International Citi downgrades 2016 global growth forecast Citi economists marked down their forecast on 2016 global economic expansion to 2.5 percent from 2.7 percent due to slowing activity in developed economies in addition to weakening emerging markets. They said there is a risk the world economy may grow below 2 percent due to a probable “mismeasurement” of Chinese growth data and possibly a more severe than expected deterioration among emerging economies. “Global growth prospects are worsening further, with deterioration across advanced economies alongside previous weakness in emerging markets,” Citi economists wrote in a research note.

Brazilian Senate passes bill to relax Petrobras dominance Brazil’s Senate on Wednesday passed a bill that reduces Petrobras control over some of the country’s most promising offshore oil resources, in an attempt to kick start the country’s oil industry hammered by low oil prices and a corruption scandal at the state-run oil company. The Senate passed the bill, 40-26, ending a requirement that Petroleo Brasileiro SA, as the company is formally known, operate all new developments in an offshore region known as the Subsalt Poligon and provide at least 30 percent of investment.
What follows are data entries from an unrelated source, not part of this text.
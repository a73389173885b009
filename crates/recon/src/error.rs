use std::fmt;

#[derive(Debug, Clone, PartialEq)]
pub enum ReconError {
    /// Column mapping is incomplete or refers to labels the dataset lacks.
    Schema(String),
    /// A canonical column is absent from a dataset that should carry it.
    MissingColumn { column: String },
    /// A lead sheet selection cannot be coerced to an integer id.
    InvalidLeadId { value: String },
    /// The selected lead sheet has no rows in the ledger.
    EmptyLeadSheet { lead: i64 },
    /// Source and target lead sheets are the same.
    SameLeadSheet { lead: i64 },
    /// Amount cell that is neither blank nor a decimal number.
    InvalidAmount { row: usize, value: String },
    /// A sum of amounts does not fit in 64-bit minor units.
    AmountOverflow { context: String },
    /// TOML parse / deserialization error.
    ConfigParse(String),
    /// Config validation error (bad cutoff, unknown column key, etc.).
    ConfigValidation(String),
    /// IO error (file read, etc.).
    Io(String),
}

impl ReconError {
    /// Short machine-readable kind, stable across releases.
    pub fn kind(&self) -> &'static str {
        match self {
            Self::Schema(_) => "schema",
            Self::MissingColumn { .. } => "missing_column",
            Self::InvalidLeadId { .. } => "invalid_lead_id",
            Self::EmptyLeadSheet { .. } => "empty_lead_sheet",
            Self::SameLeadSheet { .. } => "same_lead_sheet",
            Self::InvalidAmount { .. } => "invalid_amount",
            Self::AmountOverflow { .. } => "amount_overflow",
            Self::ConfigParse(_) => "config_parse",
            Self::ConfigValidation(_) => "config_validation",
            Self::Io(_) => "io",
        }
    }
}

impl fmt::Display for ReconError {
    fn fmt(&self, f: &mut fmt::Formatter<'_>) -> fmt::Result {
        match self {
            Self::Schema(msg) => write!(f, "schema error: {msg}"),
            Self::MissingColumn { column } => write!(f, "missing column: {column}"),
            Self::InvalidLeadId { value } => {
                write!(f, "lead sheet '{value}' is not an integer lead sheet number")
            }
            Self::EmptyLeadSheet { lead } => {
                write!(f, "lead sheet {lead} has no transactions in the ledger")
            }
            Self::SameLeadSheet { lead } => {
                write!(f, "cannot trace lead sheet {lead} against itself")
            }
            Self::InvalidAmount { row, value } => {
                write!(f, "row {row}: cannot parse amount '{value}'")
            }
            Self::AmountOverflow { context } => write!(f, "amount total overflows: {context}"),
            Self::ConfigParse(msg) => write!(f, "config parse error: {msg}"),
            Self::ConfigValidation(msg) => write!(f, "config validation error: {msg}"),
            Self::Io(msg) => write!(f, "IO error: {msg}"),
        }
    }
}

impl std::error::Error for ReconError {}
Venezuela, Gold Reserve to settle arbitration dispute Venezuela and Canadian mining company Gold Reserve signed a memorandum of understanding to settle a protracted arbitration dispute over a gold concession through creation of a joint venture in the South American country. The deal would see Venezuela and Gold Reserve, which were embroiled in a dispute over the termination of the company’s Las Brisas gold concession in 2009, jointly exploit the Brisas and Las Cristinas mines, President Nicolas Maduro said. The deal’s fine print was not immediately clear, although Venezuela said the deal would result in a US$2 billion dollar loan for the crisis-hit country.

Bayer’s profit misses estimates Bayer AG, the German drug maker that appointed a new chief executive officer yesterday, reported fourth-quarter profit that missed analysts’ estimates as earnings in the company’s agricultural division declined. Earnings before interest, taxes, depreciation and amortization, and excluding some costs, climbed 4 percent to 1.9 billion euros (US$2.1 billion), the Leverkusen, Germany-based company said in a statement yesterday.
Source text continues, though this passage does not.